CRF antagonism within the ventral tegmental area but not the extended amygdala attenuates the anxiogenic effects of cocaine in rats.

In addition to its initial rewarding effects, cocaine has been shown to produce profound negative/anxiogenic actions. Recent work on the anxiogenic effects of cocaine has examined the role of corticotropin releasing factor (CRF), with particular attention paid to the CRF cell bodies resident to the extended amygdala (i.e., the central nucleus of the amygdala [CeA] and the bed nucleus of the stria terminalis [BNST]) and the interconnections within and projections outside the region (e.g., to the ventral tegmental area [VTA]).
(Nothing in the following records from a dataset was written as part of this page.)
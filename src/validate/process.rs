//! Child process helpers for external validators.

use std::io::Read;
use std::process::{Child, Output};
use std::thread::{self, JoinHandle};
use std::time::{Duration, Instant};

/// Check if a command is installed, using `which` (or `where` on Windows).
pub fn command_exists(command: &str) -> bool {
    #[cfg(windows)]
    let lookup_cmd = "where";
    #[cfg(not(windows))]
    let lookup_cmd = "which";

    std::process::Command::new(lookup_cmd)
        .arg(command)
        .output()
        .map(|output| output.status.success())
        .unwrap_or(false)
}

/// Wait for child process with timeout.
///
/// Polls since std::process has no native timeout. Piped stdout and stderr
/// are drained on background threads while polling. On timeout the child is
/// killed and reaped, and an error of kind `TimedOut` is returned.
pub fn wait_with_timeout(child: &mut Child, timeout: Duration) -> std::io::Result<Output> {
    let start = Instant::now();
    let poll_interval = Duration::from_millis(50);

    let stdout = spawn_reader(child.stdout.take());
    let stderr = spawn_reader(child.stderr.take());

    loop {
        match child.try_wait()? {
            Some(status) => {
                return Ok(Output {
                    status,
                    stdout: join_reader(stdout),
                    stderr: join_reader(stderr),
                });
            }
            None => {
                if start.elapsed() >= timeout {
                    // Kill and reap to prevent zombie process. The readers are
                    // left to finish on their own: a grandchild may still hold
                    // the pipes open.
                    let _ = child.kill();
                    let _ = child.wait();
                    return Err(std::io::Error::new(
                        std::io::ErrorKind::TimedOut,
                        "Process timed out",
                    ));
                }
                thread::sleep(poll_interval);
            }
        }
    }
}

fn spawn_reader<R: Read + Send + 'static>(pipe: Option<R>) -> Option<JoinHandle<Vec<u8>>> {
    pipe.map(|mut p| {
        thread::spawn(move || {
            let mut buf = Vec::new();
            p.read_to_end(&mut buf).ok();
            buf
        })
    })
}

fn join_reader(handle: Option<JoinHandle<Vec<u8>>>) -> Vec<u8> {
    handle
        .and_then(|h| h.join().ok())
        .unwrap_or_default()
}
In the current study, localized CRF receptor antagonism was produced by intra-BNST, intra-CeA or intra-VTA application of the CRF antagonists, D-Phe CRF(12-41) or astressin-B. The effect of these treatments were examined in a runway model of i.v. cocaine self-administration that has been shown to be sensitive to both the initial rewarding and delayed anxiogenic effects of the drug in the same animal on the same trial. These dual actions of cocaine are reflected in the development of an approach-avoidance conflict ("retreat behaviors") about goal box entry that stems from the mixed associations that subjects form about the goal. CRF antagonism within the VTA, but not the CeA or BNST, significantly reduced the frequency of approach-avoidance retreat behaviors while leaving start latencies (an index of the positive incentive properties of cocaine) unaffected. These results suggest that the critical CRF receptors contributing to the anxiogenic state associated with acute cocaine administration may lie outside the extended amygdala, and likely involve CRF projections to the VTA.